Altruistic Collaborative Learning

IEEE Trans Neural Netw Learn Syst. 2024 Feb;35(2):1954-1964. doi: 10.1109/TNNLS.2022.3185961. Epub 2024 Feb 5.

Abstract

This article proposes a new learning paradigm based on the concept of concordant gradients for ensemble learning strategies. In this paradigm, learners update their weights if and only if the gradients of their cost functions are mutually concordant in a sense given by paper. The objective of the proposed concordant optimization framework is robustness against uncertainties by postponing to a later epoch, the consideration of examples associated with discordant directions during a training phase. Concordance constrained collaboration is shown to be relevant, especially in intricate classification issues where exclusive class labeling involves information bias due to correlated disturbances affecting almost all training examples. The first learning paradigm applies on a gradient descent strategy based on allied agents, subjected to concordance checking before moving forward in training epochs.
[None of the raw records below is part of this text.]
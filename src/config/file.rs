use crate::config::{DEFAULT_SESSION_KEY, DEFAULT_YEAR};
use crate::domain::ports::ConfigProvider;
use crate::utils::error::{PaddockError, Result};
use crate::utils::validation::{self, Validate};
use serde::{Deserialize, Serialize};
use std::path::Path;

/// TOML-backed configuration, for running the client with a checked-in
/// profile instead of CLI flags. `${VAR}` references are substituted
/// from the environment before parsing.
#[derive(Debug, Clone, Serialize, Deserialize)]
pub struct FileConfig {
    pub source: SourceConfig,
    pub limits: Option<LimitsConfig>,
}

#[derive(Debug, Clone, Serialize, Deserialize)]
pub struct SourceConfig {
    pub base_url: String,
    pub session_key: Option<u32>,
    pub year: Option<u32>,
    pub timeout_seconds: Option<u64>,
}

#[derive(Debug, Clone, Serialize, Deserialize)]
pub struct LimitsConfig {
    pub laps: Option<usize>,
    pub sessions: Option<usize>,
}

impl FileConfig {
    pub fn from_file<P: AsRef<Path>>(path: P) -> Result<Self> {
        let content = std::fs::read_to_string(&path)?;
        Self::from_toml_str(&content)
    }

    pub fn from_toml_str(content: &str) -> Result<Self> {
        let processed = substitute_env_vars(content);
        toml::from_str(&processed).map_err(|e| PaddockError::ConfigError {
            message: format!("TOML parsing error: {}", e),
        })
    }
}

/// Replace `${VAR_NAME}` with the environment value; unset variables are
/// left as-is so validation can flag them.
fn substitute_env_vars(content: &str) -> String {
    let re = regex::Regex::new(r"\$\{([^}]+)\}").unwrap();
    re.replace_all(content, |caps: &regex::Captures| {
        let var_name = &caps[1];
        std::env::var(var_name).unwrap_or_else(|_| format!("${{{}}}", var_name))
    })
    .to_string()
}

impl ConfigProvider for FileConfig {
    fn base_url(&self) -> &str {
        &self.source.base_url
    }

    fn session_key(&self) -> u32 {
        self.source.session_key.unwrap_or(DEFAULT_SESSION_KEY)
    }

    fn year(&self) -> u32 {
        self.source.year.unwrap_or(DEFAULT_YEAR)
    }

    fn lap_limit(&self) -> usize {
        self.limits.as_ref().and_then(|l| l.laps).unwrap_or(10)
    }

    fn session_limit(&self) -> usize {
        self.limits.as_ref().and_then(|l| l.sessions).unwrap_or(5)
    }

    fn request_timeout_secs(&self) -> u64 {
        self.source.timeout_seconds.unwrap_or(10)
    }
}

impl Validate for FileConfig {
    fn validate(&self) -> Result<()> {
        validation::validate_url("source.base_url", &self.source.base_url)?;
        if let Some(laps) = self.limits.as_ref().and_then(|l| l.laps) {
            validation::validate_positive_number("limits.laps", laps, 1)?;
        }
        if let Some(sessions) = self.limits.as_ref().and_then(|l| l.sessions) {
            validation::validate_positive_number("limits.sessions", sessions, 1)?;
        }
        Ok(())
    }
}

#[cfg(test)]
mod tests {
    use super::*;
    use std::io::Write;
    use tempfile::NamedTempFile;

    #[test]
    fn test_parse_basic_config() {
        let toml_content = r#"
[source]
base_url = "https://api.openf1.org/v1"
session_key = 9222
year = 2023

[limits]
laps = 15
sessions = 3
"#;

        let config = FileConfig::from_toml_str(toml_content).unwrap();

        assert_eq!(config.base_url(), "https://api.openf1.org/v1");
        assert_eq!(config.session_key(), 9222);
        assert_eq!(config.lap_limit(), 15);
        assert_eq!(config.session_limit(), 3);
    }

    #[test]
    fn test_defaults_fill_missing_values() {
        let toml_content = r#"
[source]
base_url = "https://api.openf1.org/v1"
"#;

        let config = FileConfig::from_toml_str(toml_content).unwrap();

        assert_eq!(config.session_key(), DEFAULT_SESSION_KEY);
        assert_eq!(config.year(), DEFAULT_YEAR);
        assert_eq!(config.lap_limit(), 10);
        assert_eq!(config.request_timeout_secs(), 10);
    }

    #[test]
    fn test_env_var_substitution() {
        std::env::set_var("PADDOCK_TEST_BASE_URL", "https://mirror.example.com/v1");

        let toml_content = r#"
[source]
base_url = "${PADDOCK_TEST_BASE_URL}"
"#;

        let config = FileConfig::from_toml_str(toml_content).unwrap();
        assert_eq!(config.base_url(), "https://mirror.example.com/v1");

        std::env::remove_var("PADDOCK_TEST_BASE_URL");
    }

    #[test]
    fn test_invalid_url_fails_validation() {
        let toml_content = r#"
[source]
base_url = "invalid-url"
"#;

        let config = FileConfig::from_toml_str(toml_content).unwrap();
        assert!(config.validate().is_err());
    }

    #[test]
    fn test_config_from_file() {
        let mut temp_file = NamedTempFile::new().unwrap();

        let toml_content = r#"
[source]
base_url = "https://api.openf1.org/v1"
session_key = 9158
"#;

        temp_file.write_all(toml_content.as_bytes()).unwrap();

        let config = FileConfig::from_file(temp_file.path()).unwrap();
        assert_eq!(config.session_key(), 9158);
    }
}
use tracing_subscriber::{layer::SubscriberExt, util::SubscriberInitExt, EnvFilter};

pub fn init_cli_logger(verbose: bool) {
    let filter = if verbose {
        EnvFilter::try_from_default_env().unwrap_or_else(|_| EnvFilter::new("paddock=debug,info"))
    } else {
        EnvFilter::try_from_default_env().unwrap_or_else(|_| EnvFilter::new("paddock=info"))
    };

    tracing_subscriber::registry()
        .with(filter)
        .with(
            tracing_subscriber::fmt::layer()
                .with_target(false)
                .with_thread_ids(false)
                .with_file(false)
                .with_line_number(false)
                .compact(),
        )
        .init();
}
use chrono::{DateTime, Utc};
use serde::{Deserialize, Serialize};

/// Per-session driver record as delivered by the `/drivers` endpoint.
///
/// `driver_number` is unique within a session. `country_code` may be null
/// on the wire; after normalization it is always populated.
#[derive(Debug, Clone, PartialEq, Serialize, Deserialize)]
pub struct Driver {
    pub driver_number: u32,
    pub full_name: String,
    pub broadcast_name: String,
    pub name_acronym: String,
    pub country_code: Option<String>,
    pub team_name: Option<String>,
    pub team_colour: Option<String>,
    pub session_key: u32,
    pub meeting_key: u32,
    pub headshot_url: Option<String>,
}

/// Team grouping derived from driver records. Built fresh on every
/// aggregation call, never persisted.
#[derive(Debug, Clone, PartialEq, Serialize)]
pub struct Team {
    pub team_name: String,
    pub team_colour: Option<String>,
    /// Members in the order they were first seen in the input.
    pub drivers: Vec<Driver>,
    /// Distinct member country codes, first-seen order.
    pub country_codes: Vec<String>,
}

/// A single timed lap from the `/laps` endpoint. Sector and overall
/// durations are null for laps the timing system did not record.
#[derive(Debug, Clone, PartialEq, Serialize, Deserialize)]
pub struct Lap {
    pub driver_number: u32,
    pub session_key: u32,
    pub lap_number: u32,
    pub lap_duration: Option<f64>,
    pub duration_sector_1: Option<f64>,
    pub duration_sector_2: Option<f64>,
    pub duration_sector_3: Option<f64>,
    pub i1_speed: Option<f64>,
    pub i2_speed: Option<f64>,
    pub st_speed: Option<f64>,
    #[serde(default)]
    pub is_pit_out_lap: bool,
}

/// A timed on-track activity (practice/qualifying/race).
#[derive(Debug, Clone, PartialEq, Serialize, Deserialize)]
pub struct Session {
    pub session_key: u32,
    pub meeting_key: u32,
    pub session_name: String,
    pub session_type: String,
    pub date_start: DateTime<Utc>,
    pub date_end: Option<DateTime<Utc>>,
    pub country_name: Option<String>,
    pub circuit_short_name: Option<String>,
}

/// A Grand Prix event grouping multiple sessions.
#[derive(Debug, Clone, PartialEq, Serialize, Deserialize)]
pub struct Meeting {
    pub meeting_key: u32,
    pub meeting_name: String,
    pub meeting_official_name: Option<String>,
    pub country_name: Option<String>,
    pub circuit_short_name: Option<String>,
    pub date_start: DateTime<Utc>,
    pub year: u32,
}

/// A point-in-time classification entry from the `/position` endpoint.
#[derive(Debug, Clone, PartialEq, Serialize, Deserialize)]
pub struct Position {
    pub driver_number: u32,
    pub session_key: u32,
    pub meeting_key: u32,
    pub position: u32,
    pub date: DateTime<Utc>,
}

/// Final classification entry from the `/session_result` endpoint.
#[derive(Debug, Clone, PartialEq, Serialize, Deserialize)]
pub struct SessionResult {
    pub driver_number: u32,
    pub session_key: u32,
    pub meeting_key: u32,
    pub position: Option<u32>,
    pub number_of_laps: Option<u32>,
    #[serde(default)]
    pub dnf: bool,
    #[serde(default)]
    pub dns: bool,
    #[serde(default)]
    pub dsq: bool,
}

/// Prev/next adjacency relative to ascending driver number.
#[derive(Debug, Clone, PartialEq, Default, Serialize)]
pub struct Navigation {
    pub previous: Option<Driver>,
    pub next: Option<Driver>,
}

#[derive(Debug, Clone, Copy, PartialEq, Eq, Serialize, Deserialize)]
#[serde(rename_all = "snake_case")]
pub enum SortOption {
    Name,
    Team,
    DriverNumber,
    Country,
}

#[derive(Debug, Clone, Copy, PartialEq, Eq, Serialize, Deserialize)]
#[serde(rename_all = "snake_case")]
pub enum SortOrder {
    Ascending,
    Descending,
}

/// Value object selecting the comparator for the query engine.
#[derive(Debug, Clone, Copy, PartialEq, Eq)]
pub struct SortConfig {
    pub option: SortOption,
    pub order: SortOrder,
}

impl SortConfig {
    pub fn new(option: SortOption, order: SortOrder) -> Self {
        Self { option, order }
    }
}

impl Default for SortConfig {
    fn default() -> Self {
        Self {
            option: SortOption::DriverNumber,
            order: SortOrder::Ascending,
        }
    }
}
The second learning paradigm is related to multivariate dense neural matrix fusion, where the fusion operator is itself a learnable neural operator. In addition to these paradigms, this article proposes a new categorical probability transform to enrich the existing collection and propose an alternative scenario for integrating penalized SoftMax information. Finally, this article assesses the relevance of the above contributions with respect to several deep learning frameworks and a collaborative classification involving dependent classes.